Record of the Week

Autechre „SIGN”
( Warp/Rough Trade)

Autechre
„SIGN”
(
Warp/Rough Trade)

Rob Brown und Sean Booth aus Rochdale/UK starteten ihr Projekt Autechre bereits 1987. Wo Aphex Twin schlau-prollig und Squarepusher durchgeknallt-variabel waren, kultivieren sich Autechre als Klangdesign-Mathematiker, als postmoderne Architekten des ewigen Kraftwerk-Nachlasses. Auch daher nahm Gestaltung als Gesamtkonzept nicht nur im Sound bei ihnen von Anfang an eine zentrale Rolle ein.
Doch nach wegweisenden Alben wie „LP5“, „Confield“ und„Draft 7.30“ schienen Brown und Booth Ende der 1990er Jahre auf dem Zenit des abstrakten, innovativen, latent experimentellen ‚Techno’ angekommen, die beiden (und auch der Rest der Warp-Bande) rutschten ein bisschen in ein Loch. Nicht untypisch für ‚coole‘ Genres und Szenen, die dann in die Midlife Crisis kommen – abstrakte Elektronische Musik mit supervielen feinen Brüchen ist eben auch nur Rock’n’Roll und unterliegt so doch auch Moden und Wellen. Während Aphex Twin zeitweise gänzlich verschwand und Squarepusher Skrillex für sich entdeckte, blieben Autechre durchaus zugegen bei sich selbst und klangen vielleicht auch nur für den verwöhnten, weil ständig überrascht gewesenen Warp-Hörer zwischendurch mal etwas blass.

„Oversteps“ (2010) und „Exai“ (2013) zeugten dann von neuen Energien im Autechre-Universum. Danach knallten sie nochmal über ein phantastisches Konzert im Hamburger „Kampnagel“ auf meine persönliche sinnliche Oberfläche und tief in mich hinein.
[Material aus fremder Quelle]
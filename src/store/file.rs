//! File-backed record store
//!
//! Layout:
//! ```text
//! <data_dir>/quarters/<quarter_id>/overrides.jsonl
//! <data_dir>/quarters/<quarter_id>/finalizations.jsonl
//! ```
//!
//! - One JSON record per line, CRC32-framed (see `checksum`)
//! - Append-only: existing lines are never rewritten
//! - Every append is flushed and fsynced before returning
//! - A trailing line without a newline is an unfinished append and is ignored

use std::fs::{self, File, OpenOptions};
use std::io::{Read, Seek, SeekFrom, Write};
use std::path::{Path, PathBuf};
use std::sync::Mutex;

use serde::de::DeserializeOwned;
use serde::Serialize;

use super::checksum::{frame_line, unframe_line};
use super::{check_override_unique, check_sequence_free, RecordStore, StoreError, StoreResult};
use crate::finalization::QuarterFinalization;
use crate::model::is_valid_quarter_id;
use crate::observability::{log_event_at, Event, Severity};
use crate::overrides::QuarterOverride;

const QUARTERS_DIR: &str = "quarters";
const OVERRIDES_FILE: &str = "overrides.jsonl";
const FINALIZATIONS_FILE: &str = "finalizations.jsonl";

/// Durable record store rooted at a data directory
#[derive(Debug)]
pub struct FileRecordStore {
    root: PathBuf,
    /// Serializes read-check-append sequences within this process
    write_lock: Mutex<()>,
}

impl FileRecordStore {
    /// Open (and create if needed) a store under `data_dir`
    pub fn open(data_dir: &Path) -> StoreResult<Self> {
        let root = data_dir.join(QUARTERS_DIR);
        fs::create_dir_all(&root).map_err(|e| {
            StoreError::Io(format!(
                "Failed to create store directory {}: {}",
                root.display(),
                e
            ))
        })?;
        Ok(Self {
            root,
            write_lock: Mutex::new(()),
        })
    }

    /// Root directory holding per-quarter folders
    pub fn root(&self) -> &Path {
        &self.root
    }

    fn quarter_dir(&self, quarter_id: &str) -> StoreResult<PathBuf> {
        validate_quarter_id(quarter_id)?;
        Ok(self.root.join(quarter_id))
    }

    fn read_lines<T: DeserializeOwned>(path: &Path) -> StoreResult<Vec<T>> {
        if !path.exists() {
            return Ok(Vec::new());
        }
        let content = fs::read_to_string(path)
            .map_err(|e| StoreError::Io(format!("Failed to read {}: {}", path.display(), e)))?;

        let committed = &content[..committed_len(content.as_bytes())];
        if committed.len() < content.len() {
            log_event_at(
                Severity::Warn,
                Event::IncompleteRecordDiscarded,
                &[
                    ("path", &path.display().to_string()),
                    ("bytes", &(content.len() - committed.len()).to_string()),
                ],
            );
        }

        committed
            .lines()
            .enumerate()
            .filter(|(_, line)| !line.trim().is_empty())
            .map(|(idx, line)| {
                let corrupt = |reason: String| {
                    StoreError::Corrupt(format!("{} line {}: {}", path.display(), idx + 1, reason))
                };
                let body = unframe_line(line).map_err(corrupt)?;
                serde_json::from_str(body).map_err(|e| corrupt(e.to_string()))
            })
            .collect()
    }

    /// Append one framed record.
    ///
    /// On any write or fsync failure the file is cut back to its last
    /// complete line, so a failed append leaves nothing behind.
    fn append_line<T: Serialize>(path: &Path, record: &T) -> StoreResult<()> {
        if let Some(parent) = path.parent() {
            fs::create_dir_all(parent).map_err(|e| {
                StoreError::Io(format!("Failed to create {}: {}", parent.display(), e))
            })?;
        }

        let body = serde_json::to_string(record)
            .map_err(|e| StoreError::Corrupt(format!("Failed to serialize record: {}", e)))?;
        let mut line = frame_line(&body);
        line.push('\n');

        let mut file = OpenOptions::new()
            .create(true)
            .read(true)
            .write(true)
            .open(path)
            .map_err(|e| StoreError::Io(format!("Failed to open {}: {}", path.display(), e)))?;

        let mut existing = Vec::new();
        file.read_to_end(&mut existing)
            .map_err(|e| StoreError::Io(format!("Failed to read {}: {}", path.display(), e)))?;
        let start = committed_len(&existing) as u64;

        let written = file
            .set_len(start)
            .and_then(|_| file.seek(SeekFrom::Start(start)))
            .and_then(|_| file.write_all(line.as_bytes()))
            .and_then(|_| file.sync_all());

        if let Err(e) = written {
            let rolled_back = file.set_len(start).and_then(|_| file.sync_all()).is_ok();
            log_event_at(
                Severity::Error,
                Event::AppendRolledBack,
                &[
                    ("path", &path.display().to_string()),
                    ("reason", &e.to_string()),
                    ("rolled_back", if rolled_back { "true" } else { "false" }),
                ],
            );
            return Err(StoreError::Io(format!(
                "Failed to append {}: {}",
                path.display(),
                e
            )));
        }

        if let Some(parent) = path.parent() {
            if let Ok(dir) = File::open(parent) {
                let _ = dir.sync_all();
            }
        }
        Ok(())
    }
}

/// Length of the prefix ending at the last newline.
///
/// Bytes after it belong to an append that never completed.
fn committed_len(content: &[u8]) -> usize {
    content
        .iter()
        .rposition(|b| *b == b'\n')
        .map_or(0, |idx| idx + 1)
}

fn validate_quarter_id(quarter_id: &str) -> StoreResult<()> {
    if is_valid_quarter_id(quarter_id) {
        Ok(())
    } else {
        Err(StoreError::InvalidKey(format!(
            "quarter id '{}' is not a valid storage key",
            quarter_id
        )))
    }
}

impl RecordStore for FileRecordStore {
    fn insert_override(&self, record: &QuarterOverride) -> StoreResult<()> {
        let path = self.quarter_dir(&record.quarter_id)?.join(OVERRIDES_FILE);
        let _guard = self.write_lock.lock().map_err(|_| StoreError::lock_poisoned())?;

        let existing: Vec<QuarterOverride> = Self::read_lines(&path)?;
        check_override_unique(&existing, record)?;
        Self::append_line(&path, record)
    }

    fn overrides_for(&self, quarter_id: &str) -> StoreResult<Vec<QuarterOverride>> {
        let path = self.quarter_dir(quarter_id)?.join(OVERRIDES_FILE);
        Self::read_lines(&path)
    }

    fn append_finalization(&self, record: &QuarterFinalization) -> StoreResult<()> {
        let path = self.quarter_dir(&record.quarter_id)?.join(FINALIZATIONS_FILE);
        let _guard = self.write_lock.lock().map_err(|_| StoreError::lock_poisoned())?;

        let existing: Vec<QuarterFinalization> = Self::read_lines(&path)?;
        check_sequence_free(&existing, record)?;
        Self::append_line(&path, record)
    }

    fn finalizations_for(&self, quarter_id: &str) -> StoreResult<Vec<QuarterFinalization>> {
        let path = self.quarter_dir(quarter_id)?.join(FINALIZATIONS_FILE);
        Self::read_lines(&path)
    }
}

#[cfg(test)]
mod tests {
    use super::*;
    use chrono::Utc;
    use tempfile::TempDir;

    #[test]
    fn test_records_survive_reopen() {
        let temp_dir = TempDir::new().unwrap();

        {
            let store = FileRecordStore::open(temp_dir.path()).unwrap();
            let o = QuarterOverride::new(
                "Q1-2025",
                "missing_resolution",
                "INC-7",
                "documented in postmortem doc",
                "alice",
                Utc::now(),
            );
            store.insert_override(&o).unwrap();

            let f = QuarterFinalization::new("Q1-2025", 1, "bob", "0".repeat(64), None, None, Utc::now());
            store.append_finalization(&f).unwrap();
        }

        let store = FileRecordStore::open(temp_dir.path()).unwrap();
        let overrides = store.overrides_for("Q1-2025").unwrap();
        assert_eq!(overrides.len(), 1);
        assert_eq!(overrides[0].incident_id, "INC-7");

        let finalizations = store.finalizations_for("Q1-2025").unwrap();
        assert_eq!(finalizations.len(), 1);
        assert_eq!(finalizations[0].finalized_by, "bob");
    }

    #[test]
    fn test_duplicate_override_conflicts_on_disk() {
        let temp_dir = TempDir::new().unwrap();
        let store = FileRecordStore::open(temp_dir.path()).unwrap();
        let o = QuarterOverride::new("Q1-2025", "missing_resolution", "INC-7", "r", "alice", Utc::now());
        store.insert_override(&o).unwrap();

        let again = QuarterOverride::new("Q1-2025", "missing_resolution", "INC-7", "other", "bob", Utc::now());
        assert!(matches!(
            store.insert_override(&again),
            Err(StoreError::Conflict(_))
        ));
    }

    #[test]
    fn test_missing_quarter_is_empty() {
        let temp_dir = TempDir::new().unwrap();
        let store = FileRecordStore::open(temp_dir.path()).unwrap();
        assert!(store.overrides_for("Q3-2025").unwrap().is_empty());
        assert!(store.finalizations_for("Q3-2025").unwrap().is_empty());
    }

    #[test]
    fn test_rejects_path_like_quarter_ids() {
        let temp_dir = TempDir::new().unwrap();
        let store = FileRecordStore::open(temp_dir.path()).unwrap();
        for id in ["../etc", "", ".hidden", "Q1 2025"] {
            assert!(matches!(
                store.overrides_for(id),
                Err(StoreError::InvalidKey(_))
            ));
        }
    }

    #[test]
    fn test_corrupt_line_is_reported() {
        let temp_dir = TempDir::new().unwrap();
        let store = FileRecordStore::open(temp_dir.path()).unwrap();
        let dir = store.root().join("Q1-2025");
        fs::create_dir_all(&dir).unwrap();
        fs::write(dir.join(OVERRIDES_FILE), "{not json}\n").unwrap();

        assert!(matches!(
            store.overrides_for("Q1-2025"),
            Err(StoreError::Corrupt(_))
        ));
    }

    #[test]
    fn test_committed_len() {
        assert_eq!(committed_len(b""), 0);
        assert_eq!(committed_len(b"abc"), 0);
        assert_eq!(committed_len(b"abc\n"), 4);
        assert_eq!(committed_len(b"abc\nde"), 4);
    }

    #[test]
    fn test_unfinished_tail_is_ignored_and_replaced() {
        let temp_dir = TempDir::new().unwrap();
        let store = FileRecordStore::open(temp_dir.path()).unwrap();
        let first = QuarterOverride::new("Q1-2025", "missing_resolution", "INC-7", "r", "alice", Utc::now());
        store.insert_override(&first).unwrap();

        let path = store.root().join("Q1-2025").join(OVERRIDES_FILE);
        let mut file = OpenOptions::new().append(true).open(&path).unwrap();
        file.write_all(b"1a2b3c4d {\"id\":\"").unwrap();
        drop(file);

        assert_eq!(store.overrides_for("Q1-2025").unwrap(), vec![first.clone()]);

        let second = QuarterOverride::new("Q1-2025", "missing_root_cause", "INC-7", "r", "bob", Utc::now());
        store.insert_override(&second).unwrap();

        let content = fs::read_to_string(&path).unwrap();
        assert!(content.ends_with('\n'));
        assert_eq!(content.lines().count(), 2);
        assert_eq!(store.overrides_for("Q1-2025").unwrap(), vec![first, second]);
    }

    #[test]
    fn test_edited_record_fails_checksum() {
        let temp_dir = TempDir::new().unwrap();
        let store = FileRecordStore::open(temp_dir.path()).unwrap();
        let f = QuarterFinalization::new("Q1-2025", 1, "bob", "0".repeat(64), None, None, Utc::now());
        store.append_finalization(&f).unwrap();

        let path = store.root().join("Q1-2025").join(FINALIZATIONS_FILE);
        let edited = fs::read_to_string(&path).unwrap().replace("bob", "eve");
        fs::write(&path, edited).unwrap();

        match store.finalizations_for("Q1-2025") {
            Err(StoreError::Corrupt(msg)) => assert!(msg.contains("checksum mismatch")),
            other => panic!("expected Corrupt, got {:?}", other),
        }
    }
}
Das war 2016 und zur Zeit ihres tollen, übertriebenen, rein digitalen 5fach-Albums „elseq 1-5“. Es wurde dunkel, also: so richtig dunkel im Theater, und dann ging der im doppelten Sinn technoide Rausch los.

Und nun “SIGN”. Tracks wie „F7“ und „esc desc“ flirren und flattern und knatschen und bollern, der schönste Organismus, der zwar von Menschen ersonnen wurde, soviel Humanismus darf sein, aber doch komplett synthetisch operiert. Robotik und K.I. winken schizophren grinsend durch die Dämmerung. Manch einer/m vielleicht etwas zu bombastisch und konkret, verstehe ich es als mitreißenden Rückweg in die Clubkultur, die es wegen des Dauer-Virus mehr als schwer hat. Aus der Steckdose qualmt eine rosa Wolke in unsere verdammten Home Offices und lullt uns ein, bis zu dem Punkt, an dem wir vertrauen. Und dann – anti-zack-zack-zack – hauen Autechre uns aus dem Sofasessel des mediokren mittelalten Lebens. Sagen uns wortlos und mit den schlauen Jüngeren: So geht es nicht weiter! Transformation ist überall angesagt! Auf “SIGN” beispielsweise verklangkörpert vom arhytmisch stolpernden Unter-Wasser-Track „si00“, aber auch durch den vorsichtigen Frickelbumms von „au 14“. Die Wucht von Autechre schleicht dieses Mal mehr denn je: 65 Minuten Schweben, Stolpern, Immersion und Extraterristrik. Kurzum: Autechre sind zurück!
„psin AM“ und „r cazt“ schließlich als monströses Fade Out. Es überrascht nicht mehr. Aber es nimmt mit. Wow.

P.S.: Am 20.11. erscheint für viele (so auch mich) sehr überraschend mit “PLUS” gleich noch ein weiteres neues Album der Schlawiner von Autechre. Und es ist wohl nicht zuviel behauptet, wenn ich schreibe, dass dieses im positiven Sinne noch irrer, schlaufiger und schräger klingt als “SIGN”. Ich bin ziemlich begeistert. Autechre haben in der Tat auf erfreulich kreative Art und Weise echt nicht alle Electro-Tassen im Techno-Schrank. Frickel-Rave on!